Extracted records:
↓

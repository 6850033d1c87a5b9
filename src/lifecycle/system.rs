use std::sync::Arc;

use crate::clients::{AccountClient, ComplaintClient, DishClient, OrderClient};
use crate::config::RestaurantPolicy;
use crate::order_actor::OrderContext;
use crate::recommend::Recommender;
use tracing::{error, info};

/// The runtime orchestrator for the restaurant platform.
///
/// `RestaurantSystem` is responsible for:
/// - **Lifecycle Management**: starting and stopping all actors in the system
/// - **Dependency Wiring**: injecting the clients each actor's context needs
/// - **Policy Distribution**: sharing one [`RestaurantPolicy`] across actors
///
/// # Architecture
///
/// Four actors run, one per entity collection:
/// - **Account Actor**: the ledger and reputation engine (context: policy)
/// - **Dish Actor**: the menu catalog (no dependencies)
/// - **Order Actor**: lifecycle and bidding, calling into accounts and dishes
/// - **Complaint Actor**: filing and resolution, calling into accounts
///
/// # Example
///
/// ```ignore
/// let system = RestaurantSystem::new();
///
/// let customer_id = system.accounts.register(params).await?;
/// let order = system.orders.place(order_params).await?;
///
/// system.shutdown().await?;
/// ```
pub struct RestaurantSystem {
    /// Client for account, ledger, and reputation operations.
    pub accounts: AccountClient,

    /// Client for menu catalog operations.
    pub dishes: DishClient,

    /// Client for order lifecycle and bidding operations.
    pub orders: OrderClient,

    /// Client for complaint filing and resolution.
    pub complaints: ComplaintClient,

    /// Flavor-match scoring over the live menu.
    pub recommender: Recommender,

    /// Task handles for all running actors (used for graceful shutdown).
    handles: Vec<tokio::task::JoinHandle<()>>,
}

impl RestaurantSystem {
    /// Starts the system with the production policy constants.
    pub fn new() -> Self {
        Self::with_policy(RestaurantPolicy::default())
    }

    /// Starts all actors with the given policy and wires their contexts.
    pub fn with_policy(policy: RestaurantPolicy) -> Self {
        let policy = Arc::new(policy);

        let (account_actor, accounts) = crate::account_actor::new();
        let (dish_actor, dishes) = crate::dish_actor::new();
        let (order_actor, orders) = crate::order_actor::new();
        let (complaint_actor, complaints) = crate::complaint_actor::new();

        // Accounts and dishes have no cross-actor dependencies; orders and
        // complaints get clients injected through their contexts.
        let account_handle = tokio::spawn(account_actor.run(policy));
        let dish_handle = tokio::spawn(dish_actor.run(()));
        let order_handle = tokio::spawn(order_actor.run(OrderContext {
            accounts: accounts.clone(),
            dishes: dishes.clone(),
        }));
        let complaint_handle = tokio::spawn(complaint_actor.run(accounts.clone()));

        let recommender = Recommender::new(orders.clone(), dishes.clone());

        Self {
            accounts,
            dishes,
            orders,
            complaints,
            recommender,
            handles: vec![account_handle, dish_handle, order_handle, complaint_handle],
        }
    }

    /// Gracefully shuts down the entire system.
    ///
    /// Dropping the clients closes their channels; each actor drains its
    /// queue and exits. Returns an error if any actor task panicked.
    ///
    /// Note: the Order and Complaint actors hold cloned Account and Dish
    /// clients in their contexts, so those two actors must stop before the
    /// Account and Dish channels fully close. Joining in reverse start
    /// order handles this.
    pub async fn shutdown(self) -> Result<(), String> {
        info!("Shutting down system...");

        drop(self.recommender);
        drop(self.complaints);
        drop(self.orders);
        drop(self.dishes);
        drop(self.accounts);

        for handle in self.handles.into_iter().rev() {
            if let Err(e) = handle.await {
                error!("Actor task failed: {:?}", e);
                return Err(format!("Actor task failed: {:?}", e));
            }
        }

        info!("System shutdown complete.");
        Ok(())
    }
}

impl Default for RestaurantSystem {
    fn default() -> Self {
        Self::new()
    }
}
//! Complaints and compliments feeding the reputation engine.

use chrono::{DateTime, Utc};
use serde::{Deserialize, Serialize};

/// Whether a filing counts against or in favor of its target.
#[derive(Debug, Clone, Copy, PartialEq, Eq, Serialize, Deserialize)]
#[serde(rename_all = "lowercase")]
pub enum ComplaintKind {
    Complaint,
    Compliment,
}

/// The kind of account a filing targets.
#[derive(Debug, Clone, Copy, PartialEq, Eq, Serialize, Deserialize)]
#[serde(rename_all = "lowercase")]
pub enum TargetType {
    Chef,
    Delivery,
    Customer,
}

#[derive(Debug, Clone, Copy, PartialEq, Eq, Serialize, Deserialize)]
#[serde(rename_all = "lowercase")]
pub enum ComplaintStatus {
    Pending,
    Disputed,
    Resolved,
}

/// Manager verdict on a resolved complaint.
#[derive(Debug, Clone, Copy, PartialEq, Eq, Serialize, Deserialize)]
#[serde(rename_all = "lowercase")]
pub enum DisputeResolution {
    /// The complaint stands; the target may be penalized.
    Upheld,
    /// The complaint was judged false; the complainant is penalized and the
    /// counters added at filing time are reversed.
    Dismissed,
}

/// A filed complaint or compliment.
///
/// `weight` records what was applied to the target's counters at filing
/// time (2 for VIP filers, 1 otherwise), so a later reversal undoes exactly
/// that amount even if the filer's role has since changed.
#[derive(Debug, Clone, PartialEq, Serialize, Deserialize)]
pub struct Complaint {
    pub id: String,
    pub complainant_id: String,
    pub target_id: String,
    pub target_type: TargetType,
    pub complaint_type: ComplaintKind,
    pub description: String,
    pub status: ComplaintStatus,
    pub weight: u32,
    pub created_at: DateTime<Utc>,
    pub resolved_by: Option<String>,
    pub resolved_at: Option<DateTime<Utc>>,
    pub dispute_resolution: Option<DisputeResolution>,
}

/// Payload for filing a complaint or compliment.
#[derive(Debug, Clone, Serialize, Deserialize)]
pub struct ComplaintCreate {
    pub complainant_id: String,
    pub target_id: String,
    pub target_type: TargetType,
    pub kind: ComplaintKind,
    pub description: String,
}
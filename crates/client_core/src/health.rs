//! Startup liveness probe.

use std::{fmt, sync::Arc};

use tokio::sync::{broadcast, RwLock};
use tracing::{info, warn};

use crate::{
    events::ConsoleEvent,
    gateway::{CallOptions, RequestGateway, HEALTH_ENDPOINT},
};

#[derive(Debug, Clone, Copy, PartialEq, Eq, Default)]
pub enum HealthStatus {
    #[default]
    Checking,
    Ok,
    Error,
}

impl fmt::Display for HealthStatus {
    fn fmt(&self, f: &mut fmt::Formatter<'_>) -> fmt::Result {
        f.write_str(match self {
            Self::Checking => "checking",
            Self::Ok => "ok",
            Self::Error => "error",
        })
    }
}

pub struct HealthMonitor {
    gateway: Arc<RequestGateway>,
    status: RwLock<HealthStatus>,
    events: broadcast::Sender<ConsoleEvent>,
}

impl HealthMonitor {
    pub(crate) fn new(
        gateway: Arc<RequestGateway>,
        events: broadcast::Sender<ConsoleEvent>,
    ) -> Self {
        Self {
            gateway,
            status: RwLock::new(HealthStatus::Checking),
            events,
        }
    }

    /// One best-effort probe; no retries. Any failure, network or server, maps to `Error`.
    pub async fn check_health(&self) -> HealthStatus {
        self.set(HealthStatus::Checking).await;

        let status = match self
            .gateway
            .call_unit(HEALTH_ENDPOINT, CallOptions::get())
            .await
        {
            Ok(()) => {
                info!(base_url = %self.gateway.base_url(), "backend is healthy");
                HealthStatus::Ok
            }
            Err(err) => {
                warn!(base_url = %self.gateway.base_url(), error = %err, "health probe failed");
                HealthStatus::Error
            }
        };

        self.set(status).await;
        status
    }

    pub async fn status(&self) -> HealthStatus {
        *self.status.read().await
    }

    async fn set(&self, status: HealthStatus) {
        *self.status.write().await = status;
        let _ = self.events.send(ConsoleEvent::HealthChanged(status));
    }
}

↑

Could you retype exactly the lines above, starting at the line that contains "the live menu." and ending at the line that contains "let policy = Arc::new(policy);", and nothing more?

**WRITTEN SOLUTION:**
    /// Flavor-match scoring over the live menu.
    pub recommender: Recommender,

    /// Task handles for all running actors (used for graceful shutdown).
    handles: Vec<tokio::task::JoinHandle<()>>,
}

impl RestaurantSystem {
    /// Starts the system with the production policy constants.
    pub fn new() -> Self {
        Self::with_policy(RestaurantPolicy::default())
    }

    /// Starts all actors with the given policy and wires their contexts.
    pub fn with_policy(policy: RestaurantPolicy) -> Self {
        let policy = Arc::new(policy);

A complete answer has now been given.